Records supplied -
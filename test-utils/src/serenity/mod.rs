//! Test factories for creating Serenity API objects.
//!
//! These factories create valid Serenity structs by deserializing JSON, simulating
//! what Discord's API would return.
//!
//! # Usage
//!
//! ```rust,ignore
//! use serenity::all::Permissions;
//! use test_utils::serenity::role::create_test_role;
//!
//! let admin_role = create_test_role(111111111, "Admin", Permissions::ADMINISTRATOR);
//! let member_role = create_test_role(222222222, "Member", Permissions::empty());
//! ```

pub mod role;

pub use role::create_test_role;
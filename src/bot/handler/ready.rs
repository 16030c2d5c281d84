//! Ready event handler for bot initialization.
//!
//! Fired once the bot has authenticated with the gateway. Besides logging the
//! connection, this is where the slash command table is registered in the configured
//! guild. Registering per guild makes new commands available immediately, unlike
//! global commands.

use serenity::all::{Context, Ready};

use crate::{
    bot::{command, state::BotState},
    service::channel::ChannelService,
};

/// Handles the ready event when the bot connects to Discord.
///
/// # Arguments
/// - `state` - Shared bot state holding the command guild and database
/// - `ctx` - Discord context for the HTTP client
/// - `ready` - Ready event data containing bot user information
pub async fn handle_ready(state: &BotState, ctx: Context, ready: Ready) {
    tracing::info!("{} is connected to Discord", ready.user.tag());

    let Some(guild_id) = state.guild_id else {
        tracing::error!("GUILD_ID is not set; slash commands were not synced");
        return;
    };

    match guild_id
        .set_commands(&ctx.http, command::create_commands())
        .await
    {
        Ok(synced) => {
            tracing::info!("Synced {} commands in guild {}", synced.len(), guild_id);

            if synced.is_empty() {
                tracing::warn!(
                    "No commands were synced; local command table: {:?}",
                    command::command_names()
                );
            }
        }
        Err(e) => {
            tracing::error!("Failed to sync commands in guild {}: {}", guild_id, e);
        }
    }

    let Some(db) = state.db.as_ref() else {
        tracing::warn!("Running without a database; messages will not be counted");
        return;
    };

    match ChannelService::new(db)
        .permitted_channels(guild_id.get())
        .await
    {
        Ok(channels) if channels.is_empty() => {
            tracing::warn!(
                "No channels are permitted in guild {}; use /permitchannel to start counting",
                guild_id
            );
        }
        Ok(channels) => {
            tracing::info!(
                "Counting messages in {} channels of guild {}",
                channels.len(),
                guild_id
            );
        }
        Err(e) => {
            tracing::error!("Failed to load permitted channels of guild {}: {}", guild_id, e);
        }
    }
}
//! Slash command table and dispatch.
//!
//! Every command the bot offers is listed once in `COMMANDS`, together with who may
//! run it. Registration in Discord and dispatch both read from that table, and staff
//! access is checked here before any handler runs.

use serenity::all::{
    CommandInteraction, Context, CreateCommand, CreateInteractionResponse,
    CreateInteractionResponseMessage,
};

use crate::{bot::state::BotState, error::AppError};

pub mod channel;
pub mod leaderboard;
pub mod options;
pub mod registration;
pub mod userbase;

/// Who may run a command.
#[derive(Debug, Clone, Copy, PartialEq, Eq)]
pub enum Access {
    Public,
    /// Requires elevated permissions or a configured staff role.
    Staff,
}

/// Entry of the command table.
pub struct SlashCommand {
    pub name: &'static str,
    pub description: &'static str,
    pub access: Access,
    /// Adds the command's options to the builder.
    pub register: fn(CreateCommand) -> CreateCommand,
}

impl SlashCommand {
    /// Builds the command for registration with Discord.
    pub fn create(&self) -> CreateCommand {
        (self.register)(CreateCommand::new(self.name).description(self.description))
    }
}

fn no_options(command: CreateCommand) -> CreateCommand {
    command
}

pub const COMMANDS: &[SlashCommand] = &[
    SlashCommand {
        name: "registrar",
        description: "Registra Nickname e ID Espacial",
        access: Access::Public,
        register: registration::registrar_options,
    },
    SlashCommand {
        name: "consultar",
        description: "(Staff) Consultar Registro",
        access: Access::Staff,
        register: registration::member_options,
    },
    SlashCommand {
        name: "userid",
        description: "(Staff) Busca por ID Espacial",
        access: Access::Staff,
        register: registration::userid_options,
    },
    SlashCommand {
        name: "editar",
        description: "(Staff) Editar Registro",
        access: Access::Staff,
        register: registration::editar_options,
    },
    SlashCommand {
        name: "eliminar_registro",
        description: "(Staff) Elimina registro",
        access: Access::Staff,
        register: registration::member_options,
    },
    SlashCommand {
        name: "permitchannel",
        description: "(Admin) Autoriza canal",
        access: Access::Staff,
        register: channel::channel_options,
    },
    SlashCommand {
        name: "borrarchannel",
        description: "(Admin) Desautoriza canal",
        access: Access::Staff,
        register: channel::channel_options,
    },
    SlashCommand {
        name: "reset_tabla",
        description: "(Staff) Resetea Ranking",
        access: Access::Staff,
        register: no_options,
    },
    SlashCommand {
        name: "reset_user",
        description: "(Staff) Resetea los puntos de un usuario",
        access: Access::Staff,
        register: registration::member_options,
    },
    SlashCommand {
        name: "tabla",
        description: "Muestra el Ranking",
        access: Access::Public,
        register: no_options,
    },
    SlashCommand {
        name: "userbase",
        description: "(Staff) Ver registrados",
        access: Access::Staff,
        register: no_options,
    },
];

pub fn find_command(name: &str) -> Option<&'static SlashCommand> {
    COMMANDS.iter().find(|command| command.name == name)
}

/// Builders for every command in the table, in table order.
pub fn create_commands() -> Vec<CreateCommand> {
    COMMANDS.iter().map(SlashCommand::create).collect()
}

pub fn command_names() -> Vec<&'static str> {
    COMMANDS.iter().map(|command| command.name).collect()
}

/// Runs a slash command after checking the caller may use it.
///
/// # Returns
/// - `Ok(())` - The command replied to the interaction
/// - `Err(AppError::Forbidden)` - A staff command was invoked by a non-staff caller
/// - `Err(AppError)` - The command failed before replying
pub async fn dispatch(
    ctx: &Context,
    state: &BotState,
    interaction: &CommandInteraction,
) -> Result<(), AppError> {
    let Some(command) = find_command(&interaction.data.name) else {
        tracing::warn!("Received unknown command /{}", interaction.data.name);
        return Ok(());
    };

    if command.access == Access::Staff
        && !state
            .staff
            .check_member(&ctx.cache, &ctx.http, interaction.member.as_deref())
            .await
    {
        tracing::info!(
            "Refused /{} for {} ({}): not staff",
            command.name,
            interaction.user.tag(),
            interaction.user.id
        );
        return Err(AppError::Forbidden);
    }

    match command.name {
        "registrar" => registration::registrar(ctx, state, interaction).await,
        "consultar" => registration::consultar(ctx, state, interaction).await,
        "userid" => registration::userid(ctx, state, interaction).await,
        "editar" => registration::editar(ctx, state, interaction).await,
        "eliminar_registro" => registration::eliminar_registro(ctx, state, interaction).await,
        "permitchannel" => channel::permitchannel(ctx, state, interaction).await,
        "borrarchannel" => channel::borrarchannel(ctx, state, interaction).await,
        "reset_tabla" => leaderboard::reset_tabla(ctx, state, interaction).await,
        "reset_user" => leaderboard::reset_user(ctx, state, interaction).await,
        "tabla" => leaderboard::tabla(ctx, state, interaction).await,
        "userbase" => userbase::userbase(ctx, state, interaction).await,
        other => {
            tracing::error!("Command /{} is in the table but has no handler", other);
            Ok(())
        }
    }
}

/// Sends the initial response to a slash command.
pub async fn respond(
    ctx: &Context,
    interaction: &CommandInteraction,
    message: CreateInteractionResponseMessage,
) -> Result<(), AppError> {
    interaction
        .create_response(&ctx.http, CreateInteractionResponse::Message(message))
        .await?;

    Ok(())
}

/// Sends a plain text response, visible only to the caller when `ephemeral` is set.
pub async fn respond_text(
    ctx: &Context,
    interaction: &CommandInteraction,
    content: impl Into<String>,
    ephemeral: bool,
) -> Result<(), AppError> {
    respond(
        ctx,
        interaction,
        CreateInteractionResponseMessage::new()
            .content(content)
            .ephemeral(ephemeral),
    )
    .await
}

What the task requires -
Across the listing above, how many lines include the string "Forbidden"? Answer with a single number.

Answer to the exercise -
2